You appear to be going in the right direction looking at your readings and discontinued meds


----------



## Flower (Jun 20, 2018)

Hello Shaz, welcome to the forum 

You've been through a tough time but hopefully things will start to improve from here on. Living with such high sugars due to all the problems you've had with diagnosis makes you feel so poorly and affects everything, physically and mentally. It is a shock to realise just how unwell you've been feeling with your body desperate for energy. Getting a  proper insulin pattern up and running will make you feel so much better.
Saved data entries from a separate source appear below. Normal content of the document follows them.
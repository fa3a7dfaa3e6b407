use crate::{alphabet::Symbol, automaton::Trace, Set, State};

/// All transitions from `source` to `target`, summarized by a compressed label.
#[derive(Debug, Clone, PartialEq, Eq, Hash)]
pub struct EdgeGroup {
    /// The state from which the transitions originate.
    pub source: State,
    /// The state to which the transitions lead.
    pub target: State,
    /// The symbols of the transitions in ascending order.
    pub symbols: Vec<Symbol>,
    /// The compressed label, see [`crate::compress::compress_symbols`].
    pub label: String,
}

impl EdgeGroup {
    /// Returns true if the group contains a transition from `source` to `target` on `symbol`.
    pub fn covers(&self, source: &str, symbol: Symbol, target: &str) -> bool {
        self.source == source && self.target == target && self.symbols.contains(&symbol)
    }
}

/// The part of a [`Structure`] that a renderer should emphasize, obtained from a [`Trace`].
#[derive(Debug, Clone, PartialEq, Eq, Default)]
pub struct Highlight {
    /// The visited states.
    pub states: Set<State>,
    /// The traversed transitions as triples of source, symbol and target.
    pub edges: Set<(State, Symbol, State)>,
}

impl Highlight {
    /// Returns true if `state` was visited.
    pub fn contains_state(&self, state: &str) -> bool {
        self.states.contains(state)
    }

    /// Returns true if any transition of `group` was traversed.
    pub fn contains_group(&self, group: &EdgeGroup) -> bool {
        self.edges
            .iter()
            .any(|(p, a, q)| group.covers(p, *a, q))
    }
}

impl From<&Trace> for Highlight {
    fn from(trace: &Trace) -> Self {
        Self {
            states: trace.path().iter().cloned().collect(),
            edges: trace.edges().iter().cloned().collect(),
        }
    }
}

/// Abstract description of an automaton, consisting of its states, the accepting ones among them,
/// the grouped transitions and optionally a highlighted run. This is everything a renderer needs,
/// see [`crate::dot::Dottable`].
#[derive(Debug, Clone, PartialEq, Eq)]
pub struct Structure {
    /// A name for the automaton.
    pub name: String,
    /// All states in declaration order.
    pub states: Vec<State>,
    /// The initial state.
    pub initial: State,
    /// The accepting states in declaration order.
    pub finals: Vec<State>,
    /// All groups of transitions.
    pub edges: Vec<EdgeGroup>,
    /// The highlighted run, if any.
    pub highlight: Option<Highlight>,
}

impl Structure {
    /// Returns true if `state` is accepting.
    pub fn is_final(&self, state: &str) -> bool {
        self.finals.iter().any(|q| q == state)
    }

    /// Returns true if `state` is part of the highlighted run.
    pub fn is_highlighted_state(&self, state: &str) -> bool {
        self.highlight
            .as_ref()
            .is_some_and(|h| h.contains_state(state))
    }

    /// Returns true if some transition of `group` is part of the highlighted run.
    pub fn is_highlighted_group(&self, group: &EdgeGroup) -> bool {
        self.highlight
            .as_ref()
            .is_some_and(|h| h.contains_group(group))
    }
}

#[cfg(test)]
mod tests {
    use crate::tests::ends_in_one;

    #[test]
    fn highlight_follows_trace() {
        let dfa = ends_in_one();
        let trace = dfa.validate_string("10").unwrap();
        let structure = dfa.structure("ends_in_one", Some(&trace));

        assert_eq!(structure.states, ["q0", "q1"]);
        assert_eq!(structure.finals, ["q1"]);
        assert!(structure.is_final("q1"));
        assert!(structure.is_highlighted_state("q0"));
        assert!(structure.is_highlighted_state("q1"));

        let highlighted = structure
            .edges
            .iter()
            .filter(|g| structure.is_highlighted_group(g))
            .map(|g| (g.source.as_str(), g.target.as_str()))
            .collect::<Vec<_>>();
        assert_eq!(highlighted, [("q0", "q1"), ("q1", "q0")]);
    }

    #[test]
    fn static_structure_has_no_highlight() {
        let dfa = ends_in_one();
        let structure = dfa.structure("ends_in_one", None);
        assert!(structure.highlight.is_none());
        assert_eq!(structure.edges.len(), 4);
        assert!(!structure.is_highlighted_state("q0"));
        assert!(structure.edges.iter().all(|g| g.symbols.len() == 1));
    }
}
Once you get established on separate injections for long acting basal and quick acting bolus things will start to improve. Mixed insulin like you're on at present requires you to feed the insulin  with the right amount of carbs which is very restrictive whereas with basal/bolus you choose your carbs and match the insulin dose to cover them. It will give you a lot more flexibility.

Type 1 or Late onset is an auto immune disease where your own body attacks and kills of the insulin producing cells in the pancreas, diet, exercise, weight loss won't make a jot of difference if your beta cells are failing. The only solution is to inject insulin.

Take it slowly, you've already been through the mill. It is a steep learning curve to get insulin and carbs sorted but achievable. I wish you well and hope you start to see improvements very soon.


----------



## Robin (Jun 20, 2018)

Shaz88 said:


> I don't know, something else which confuses as it is always presumed its weight related and losing weight miraculously reverses diabetes, which in my case, diet, exercise and weight loss has actually made me worse


Blame the press! They are always banging on about 'diabetes' and failing to distinguish between Type 1, which is an auto-immune condition where your immune system attacks your insulin producing cells,(for reasons as yet largely unknown) and Type 2 which can be associated ( but by no means always) with weight gain and fatty liver.


----------



## Martin9 (Jun 20, 2018)

Shaz88 said:


> I was over weight but certainly not now, after becoming so ill and losing so much weight they fast tracked me for cancer! They didn't deal with the diabetes! Very little support.
> I had a full body ct scan with dye and showed nothing sinister, in fact liver has never been abnormal or fatty and pancreas normal! So why I have become diabetic I don't know, something else which confuses as it is always presumed its weight related and losing weight miraculously reverses diabetes, which in my case, diet, exercise and weight loss has actually made me worse. Hope its all OK with you.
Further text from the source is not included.